Учитывая почётную должность моей сестры, путём взяток и связей нашего продажного общества, это не стало трудным делом моим родственникам. Вследствии этого дела, я пребывал в застенках псих лечебницы. Там меня каждый день обкалывали снотворными и ещё бог знает чем, и лишь моя железная воля помогла мне не превратится в растение, коих в этом аду было больше половины. Незнаю, истинно не знаю, почему моё провидение до этого сопутствовавшее мне, вдруг отказало мне в поддержке столь кащунственным образом в моём горе.

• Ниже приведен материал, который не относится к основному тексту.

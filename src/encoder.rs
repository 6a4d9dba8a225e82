//! Pulse encoder
//!
//! Turns one pixel into 24 timed pulses on the configured bit: green, red,
//! blue, each most significant bit first. A 1-bit is a long high followed by
//! a short low, a 0-bit a short high followed by a longer low.
//!
//! The 0-bit high phase is the narrowest window in the protocol. An interrupt
//! landing there stretches it into a 1-bit, so it runs inside a critical
//! section that ends as soon as the falling edge has been written. Every
//! other phase has enough slack to absorb an interrupt.

use crate::PortLine;
use crate::color::{GrbPixel, Rgb};
use crate::line::PinMask;
use crate::timing::PulseCycles;

/// Cycle-counted transmitter for a single output bit
#[derive(Debug, Clone, Copy, Default, PartialEq, Eq)]
pub struct PulseEncoder {
    mask: PinMask,
    cycles: PulseCycles,
    latch_us: u32,
}

impl PulseEncoder {
    pub const fn new(mask: PinMask, cycles: PulseCycles, latch_us: u32) -> Self {
        Self {
            mask,
            cycles,
            latch_us,
        }
    }

    pub const fn mask(&self) -> PinMask {
        self.mask
    }

    pub const fn cycles(&self) -> &PulseCycles {
        &self.cycles
    }

    /// Encode and send one color
    pub fn send_pixel<L: PortLine>(&self, line: &mut L, color: Rgb) {
        self.send_grb(line, GrbPixel::from(color));
    }

    /// Send a pixel that is already in wire order
    pub fn send_grb<L: PortLine>(&self, line: &mut L, pixel: GrbPixel) {
        for byte in pixel.wire_bytes() {
            self.send_byte(line, byte);
        }
    }

    /// Hold the line low long enough for the strip to show the frame
    pub fn latch<L: PortLine>(&self, line: &mut L) {
        line.set_low(self.mask);
        line.delay_us(self.latch_us);
    }

    fn send_byte<L: PortLine>(&self, line: &mut L, mut byte: u8) {
        for _ in 0..8 {
            if byte & 0x80 == 0 {
                self.send_zero(line);
            } else {
                self.send_one(line);
            }
            byte <<= 1;
        }
    }

    #[inline(always)]
    fn send_one<L: PortLine>(&self, line: &mut L) {
        line.toggle(self.mask);
        line.spin(self.cycles.on1);
        line.toggle(self.mask);
        line.spin(self.cycles.off1);
    }

    #[inline(always)]
    fn send_zero<L: PortLine>(&self, line: &mut L) {
        line.without_interrupts(|line| {
            line.toggle(self.mask);
            line.spin(self.cycles.on0);
            line.toggle(self.mask);
        });
        line.spin(self.cycles.off0);
    }
}
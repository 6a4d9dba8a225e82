mod tests {
    use tinypixel::{Duration, LoopOverhead};
    use tinypixel::timing::{LATCH, PulseCycles, T0H_NS, T1H_NS, Timing, within_tolerance};

    const AVR: LoopOverhead = LoopOverhead::AVR;

    #[test]
    fn test_cycles_at_16mhz() {
        let cycles = PulseCycles::for_clock(&Timing::WS2812, AVR, 16_000_000);
        assert_eq!(cycles.on1, 12);
        assert_eq!(cycles.off1, 0);
        assert_eq!(cycles.on0, 4);
        assert_eq!(cycles.off0, 3);

        assert_eq!(cycles.realized_t1h(), 875);
        assert_eq!(cycles.realized_t0h(), 312);
        assert_eq!(cycles.realized_t0l(), 500);
    }

    #[test]
    fn test_cycles_without_overhead() {
        let cycles = PulseCycles::for_clock(&Timing::WS2812, LoopOverhead::NONE, 16_000_000);
        assert_eq!(cycles.on1, 14);
        assert_eq!(cycles.off1, 5);
        assert_eq!(cycles.on0, 5);
        assert_eq!(cycles.off0, 8);
    }

    #[test]
    fn test_high_phases_within_tolerance() {
        for cpu_hz in [8_000_000, 16_000_000, 20_000_000] {
            let cycles = PulseCycles::for_clock(&Timing::WS2812, AVR, cpu_hz);
            assert!(cycles.high_phases_valid(&Timing::WS2812), "{cpu_hz} Hz");
        }
    }

    #[test]
    fn test_all_phases_within_tolerance_at_16mhz_and_up() {
        for cpu_hz in [16_000_000, 20_000_000, 48_000_000] {
            let timing = Timing::WS2812;
            let cycles = PulseCycles::for_clock(&timing, AVR, cpu_hz);
            assert!(within_tolerance(timing.t1h, cycles.realized_t1h()));
            assert!(within_tolerance(timing.t1l, cycles.realized_t1l()));
            assert!(within_tolerance(timing.t0h, cycles.realized_t0h()));
            assert!(within_tolerance(timing.t0l, cycles.realized_t0l()));
            assert!(cycles.all_phases_valid(&timing));
        }
    }

    #[test]
    fn test_low_phases_out_of_reach_at_8mhz() {
        let timing = Timing::WS2812;
        let cycles = PulseCycles::for_clock(&timing, AVR, 8_000_000);
        assert_eq!(cycles.off1, 0);
        assert_eq!(cycles.realized_t1l(), 625);
        assert!(!within_tolerance(timing.t1l, cycles.realized_t1l()));
        assert!(cycles.high_phases_valid(&timing));
        assert!(!cycles.all_phases_valid(&timing));
    }

    #[test]
    fn test_cycles_scale_with_clock() {
        let slow = PulseCycles::for_clock(&Timing::WS2812, AVR, 16_000_000);
        let fast = PulseCycles::for_clock(&Timing::WS2812, AVR, 32_000_000);
        assert!(fast.on1 > slow.on1);
        assert!(fast.on0 > slow.on0);
        assert_eq!(fast.cpu_hz(), 32_000_000);
    }

    #[test]
    fn test_nominal_ratios() {
        let timing = Timing::WS2812;
        assert!(timing.t1h > timing.t1l);
        assert!(timing.t0l > timing.t0h);
        assert_eq!(timing.t1h, T1H_NS);
        assert_eq!(timing.t0h, T0H_NS);
        assert_eq!(timing.bit_window_ns(), 1250);
    }

    #[test]
    fn test_latch_and_frame_duration() {
        let timing = Timing::WS2812;
        assert_eq!(timing.latch, LATCH);
        assert_eq!(timing.latch_us(), 260);
        assert_eq!(timing.frame_duration(0).as_micros(), 260);
        assert_eq!(timing.frame_duration(10).as_micros(), 560);
    }

    #[test]
    fn test_frame_duration_saturates() {
        let timing = Timing::WS2812;
        assert!(timing.frame_duration(usize::MAX) > timing.frame_duration(1_000_000));

        let endless = Timing {
            latch: Duration::MAX,
            ..Timing::WS2812
        };
        assert_eq!(endless.frame_duration(8), Duration::MAX);
    }

    #[test]
    fn test_tolerance_bounds() {
        assert!(within_tolerance(350, 500));
        assert!(within_tolerance(350, 200));
        assert!(!within_tolerance(350, 501));
        assert!(!within_tolerance(900, 749));
    }
}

Без сомнения, в первых днях моего пребывания там, я показал себя с опасной стороны для мед персонала, состоящих в основном из хамовато мерзких верзил санитаров, и противных сестёр с мнимо заботливыми выражениями лиц и с пробивающимеся под носом усами, вкалывающих в меня, беспомощьного(обернутова в усмирительную рубаху), кубы галюценогеннов. В первый день как помню, только оправившись от шока, я принялся уверять врачей в моём полном здравии. Я уговаривал их позвонить мне на работу и спросить там характеристику, я клялся что это ошибка или мерзкие происки моих родственников, мечтавших сжить меня со света. В конце концов я требовал что бы мне предоставили телефон, дабы я позвонил своему адвокату. На что доктора, презренные старцы с напрочь продажными лицами, лишь снисходительно кивали(видимо пропуская мои слова мимо ушей) и уверяли меня тоном, каким говорят с трёхъгодовалым ребёнком, что всё хорошо, но сейчас надо полечится. Я яростно кричал что всё это бред, и угрожал им самыми изощьрёнными способами расправы, и клялся что приведу угрозы в исполнение, если они сейчас же меня не выпустят. Меня тут же скрутили санитары, одному из которых я впрочем успел сломать нос, и который мне потом, накачанного успокоительными, долго перисчитывал рёбра. Лёжа так, как безвольный овощь, я доходил своим умом, что я остался один в этом продажном мире.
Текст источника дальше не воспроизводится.